2. Combination with live streaming
Management
On the 'Management' tab of the event, you can choose between 'Default Latency' and 'Low Latency'. If you are also live streaming, we recommend selecting Default Latency, as this will improve the quality of the closed captions.
Notes:
- Combining live streaming with real-time transcription may, to a limited extent, negatively affect the quality of the closed captions in the live stream. So if you don't have on-site users, we recommend leaving this setting turned off.
- Since the transcripts are generated in real-time, the accuracy of translated transcrips will be lower than the accuracy of translated closed captions in the live stream, since the latter's delay allows more context to be provided to the AI models.
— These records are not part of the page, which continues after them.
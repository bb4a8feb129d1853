//! Identity Map: one managed instance per (root entity type, primary key).
//!
//! The map guarantees that within a session every row corresponds to exactly
//! one [`Entity`]. Lookups for the same key return handles to the same
//! instance, so a change made through one handle is visible through all
//! of them.
//!
//! Keys use the *root* entity name, so an `Employee` inheriting from
//! `Person` (single-table inheritance) lives under the same key space as
//! every other `Person`.
//!
//! # Example
//!
//! ```ignore
//! let mut map = IdentityMap::new();
//! let key = IdentityKey::new("Author", &PrimaryKey::single(1_i64));
//!
//! let managed = map.register(author.clone(), key.clone());
//! assert!(managed.ptr_eq(&author));
//!
//! // A second instance for the same key folds into the first.
//! let folded = map.register(duplicate, key.clone());
//! assert!(folded.ptr_eq(&author));
//! ```

use crate::entity::{Entity, EntityId};
use entmodel_core::{EntityMetadata, Error, IdentityConflictError, PrimaryKey, Result};
use std::collections::HashMap;
use std::fmt;

/// Identity-map key: root entity name plus serialized primary key.
#[derive(Debug, Clone, PartialEq, Eq, Hash)]
pub struct IdentityKey {
    root: String,
    key: String,
}

impl IdentityKey {
    /// Build a key for `root` and `pk`.
    pub fn new(root: impl Into<String>, pk: &PrimaryKey) -> Self {
        Self {
            root: root.into(),
            key: pk.serialize(),
        }
    }

    /// Key for an entity type's root.
    pub fn for_type(meta: &EntityMetadata, pk: &PrimaryKey) -> Self {
        Self::new(meta.root.clone(), pk)
    }

    /// Key of an entity, once its primary key is known.
    pub fn of(entity: &Entity) -> Option<Self> {
        entity
            .primary_key()
            .map(|pk| Self::for_type(entity.metadata(), &pk))
    }

    /// Root entity name.
    pub fn root(&self) -> &str {
        &self.root
    }

    /// Serialized primary key.
    pub fn serialized_key(&self) -> &str {
        &self.key
    }
}

impl fmt::Display for IdentityKey {
    fn fmt(&self, f: &mut fmt::Formatter<'_>) -> fmt::Result {
        write!(f, "{}:{}", self.root, self.key)
    }
}

/// Per-session mapping from identity key to the managed instance.
///
/// Iteration follows registration order so flushes are deterministic.
#[derive(Debug, Default)]
pub struct IdentityMap {
    entries: HashMap<IdentityKey, Entity>,
    by_instance: HashMap<EntityId, IdentityKey>,
    order: Vec<IdentityKey>,
}

impl IdentityMap {
    /// Create an empty map.
    pub fn new() -> Self {
        Self::default()
    }

    /// Register `entity` under `key` and return the managed instance.
    ///
    /// Idempotent: when the key is already present the existing instance is
    /// returned and `entity` is discarded. Callers must continue with the
    /// returned handle.
    pub fn register(&mut self, entity: Entity, key: IdentityKey) -> Entity {
        if let Some(existing) = self.entries.get(&key) {
            tracing::trace!(key = %key, "Identity map hit on register");
            return existing.clone();
        }
        if let Some(old) = self.by_instance.insert(entity.id(), key.clone()) {
            // The instance was registered under a different key before.
            self.entries.remove(&old);
            self.order.retain(|k| k != &old);
        }
        self.order.push(key.clone());
        self.entries.insert(key, entity.clone());
        entity
    }

    /// Register `entity`, failing if a *different* instance already owns `key`.
    #[allow(clippy::result_large_err)]
    pub fn attach(&mut self, entity: &Entity, key: IdentityKey) -> Result<()> {
        if let Some(existing) = self.entries.get(&key) {
            if existing.ptr_eq(entity) {
                return Ok(());
            }
            return Err(Error::IdentityConflict(IdentityConflictError {
                entity: key.root.clone(),
                key: key.key.clone(),
            }));
        }
        self.register(entity.clone(), key);
        Ok(())
    }

    /// Look up the managed instance for `key`.
    pub fn get(&self, key: &IdentityKey) -> Option<&Entity> {
        self.entries.get(key)
    }

    /// Look up by entity type and primary key.
    pub fn find(&self, meta: &EntityMetadata, pk: &PrimaryKey) -> Option<&Entity> {
        self.get(&IdentityKey::for_type(meta, pk))
    }

    /// Whether `key` is mapped.
    pub fn contains_key(&self, key: &IdentityKey) -> bool {
        self.entries.contains_key(key)
    }

    /// Whether this exact instance is mapped.
    pub fn contains(&self, entity: &Entity) -> bool {
        self.by_instance.contains_key(&entity.id())
    }

    /// Key under which an instance is mapped.
    pub fn key_of(&self, entity: &Entity) -> Option<&IdentityKey> {
        self.by_instance.get(&entity.id())
    }

    /// Remove an entry, returning the instance that was mapped.
    pub fn remove(&mut self, key: &IdentityKey) -> Option<Entity> {
        let entity = self.entries.remove(key)?;
        self.by_instance.remove(&entity.id());
        self.order.retain(|k| k != key);
        Some(entity)
    }

    /// Remove an instance wherever it is mapped.
    pub fn remove_entity(&mut self, entity: &Entity) -> bool {
        match self.by_instance.get(&entity.id()).cloned() {
            Some(key) => self.remove(&key).is_some(),
            None => false,
        }
    }

    /// Keys rendered as `Root:serialized-key`, in registration order.
    pub fn keys(&self) -> impl Iterator<Item = String> + '_ {
        self.order.iter().map(ToString::to_string)
    }

    /// Managed instances in registration order.
    pub fn entities(&self) -> impl Iterator<Item = &Entity> {
        self.order.iter().filter_map(|k| self.entries.get(k))
    }

    /// Number of managed instances.
    pub fn len(&self) -> usize {
        self.entries.len()
    }

    /// True when nothing is managed.
    pub fn is_empty(&self) -> bool {
        self.entries.is_empty()
    }

    /// Forget every instance.
    pub fn clear(&mut self) {
        self.entries.clear();
        self.by_instance.clear();
        self.order.clear();
    }
}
- Real-time transcripts are also supported for events with human correctors. However, corrections only apply to the closed captions and speech translations in the live stream, not to the real-time transcripts.
Broadcast
If you combine real-time transcription with live streaming for online viewers, the same broadcast settings apply to both. Test beforehand to determine what SRT latency to set on your encoder (as low as possible for the transcript, but sufficiently high to guarantee a stable live stream). For a broadcast from Europe, this will probably be between 400 and 800 milliseconds. For a broadcast from the US, 1 second is more appropriate.
Usage
On the 'Caption Languages' tab of the event, the real-time transcript(s) for each caption language are available. If you don't see the 'Real-time Transcription' panel, check the 'Provide real-time transcription for event attendees' setting on top of the page (it should be set to 'Yes').
Distribute the transcript links to your on-site production team and/or event participants.
There are 2 kinds of transcription links:
- On-site participant links: intended for distribution to event participants, so they can read the transcription on mobile devices. The scrolling text is only displayed when the event status is
Started
. - On-site production links: intended for the event organizer to display the scrolling text on-site, for example on large screens. The scrolling text is also displayed when the event status is
Preview
orPaused
.
Follow the normal workflow to test, start and stop your live stream, including the real-time transcription.